Lactobacillus acidophilus FCQHC4L1 strengthens the intestinal mucus barrier and inhibits endoplasmic reticulum stress

Mucin 2 (MUC2) is a critical component of the intestinal mucus barrier. Lactic acid bacteria (LAB) strains can improve mucosal homeostasis. In this study, we determined the expression of Muc2 induced by dead bacteria and cell-free conditioned medium (CM) of 50 LAB strains in the human goblet cell line, LS174T. Dead bacteria or CM of LAB affected the Muc2 expression in a species- and strain-specific manner under homeostasis. Next, LAB strains with different regulatory abilities were selected, gavaged into mice, and exposed to dextran sodium sulfate (DSS) after 1 week.
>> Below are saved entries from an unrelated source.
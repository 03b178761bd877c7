//! Offline scoring of the detector against a labelled recording.

use std::path::Path;

use myo_stats::{match_events, DetectorParams, EventCounts, StreamStats};
use serde::Serialize;

use crate::error::HubResult;
use crate::recorder::load_recording;
use crate::update::{Update, UpdateRole};

/// Outcome of running the detector over one recording
#[derive(Debug, Clone, Serialize)]
pub struct Evaluation {
    pub samples: usize,
    pub labels: usize,
    /// Ticks at which the detector reported a spike
    pub predictions: usize,
    pub tolerance_ms: i64,
    pub counts: EventCounts,
    pub precision: Option<f64>,
    pub recall: Option<f64>,
}

pub async fn evaluate_file(
    path: impl AsRef<Path>,
    params: DetectorParams,
    tolerance_ms: i64,
) -> HubResult<Evaluation> {
    let updates = load_recording(path).await?;
    evaluate(&updates, params, tolerance_ms)
}

/// Feed every sample through a fresh [`StreamStats`] and match the flagged
/// ticks against the label timestamps.
pub fn evaluate(
    updates: &[Update],
    params: DetectorParams,
    tolerance_ms: i64,
) -> HubResult<Evaluation> {
    let mut stats = StreamStats::new(params)?;
    let mut samples = 0;
    let mut labels = Vec::new();
    let mut preds = Vec::new();

    for update in updates {
        let time = update.time.unwrap_or_default();
        match update.role() {
            UpdateRole::Sample => {
                if let Some(value) = update.value {
                    samples += 1;
                    stats.push(f64::from(value));
                    if stats.is_full() && stats.pred() {
                        preds.push(time);
                    }
                }
            }
            UpdateRole::Label => labels.push(time),
            UpdateRole::Reset => {}
        }
    }

    labels.sort_unstable();
    let counts = match_events(&labels, &preds, tolerance_ms);
    Ok(Evaluation {
        samples,
        labels: labels.len(),
        predictions: preds.len(),
        tolerance_ms,
        counts,
        precision: counts.precision(),
        recall: counts.recall(),
    })
}

#[cfg(test)]
mod tests {
    use super::*;

    fn recording() -> Vec<Update> {
        let mut updates = Vec::new();
        let mut t = 0;
        let mut push = |value: f32, count: usize, updates: &mut Vec<Update>| {
            for _ in 0..count {
                updates.push(Update::sample_at(t, value));
                t += 10;
            }
        };
        push(300.0, 600, &mut updates);
        push(280.0, 50, &mut updates);
        let mut label = Update::label();
        label.time = Some(6600);
        updates.push(label);
        push(320.0, 100, &mut updates);
        updates
    }

    #[test]
    fn test_detects_labelled_event() {
        let result = evaluate(&recording(), DetectorParams::default(), 500).unwrap();
        assert_eq!(result.samples, 750);
        assert_eq!(result.labels, 1);
        assert!(result.predictions > 0);
        assert_eq!(result.counts.true_positives, 1);
        assert_eq!(result.counts.false_negatives, 0);
    }

    #[test]
    fn test_unlabelled_steady_signal() {
        let updates: Vec<Update> = (0..1000).map(|i| Update::sample_at(i * 10, 300.0)).collect();
        let result = evaluate(&updates, DetectorParams::default(), 500).unwrap();
        assert_eq!(result.predictions, 0);
        assert_eq!(result.counts, EventCounts::default());
        assert_eq!(result.precision, None);
    }
}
Different LAB strains inhibited intestinal injury to different degrees, with Lactobacillus acidophilus FCQHC4L1 exerting the most potent effect. FCQHC4L1 significantly decreased the secretion of pro-inflammatory factors, promoted the expression and secretion of mucin, and inhibited colitis development. This strain also regulated the gut microbiota and increased the secretion of butyric acid. Moreover, CM of FCQHC4L1 inhibited endoplasmic reticulum (ER) stress and ameliorated the abnormal expression of MUC2 by suppressing the activation of the GRP78/ATF6 and GRP78/IRE1/XBP1 signaling pathways. Our results highlight the potential of FCQHC4L1 as a therapeutic agent for strengthening the mucus barrier and improving the gut health.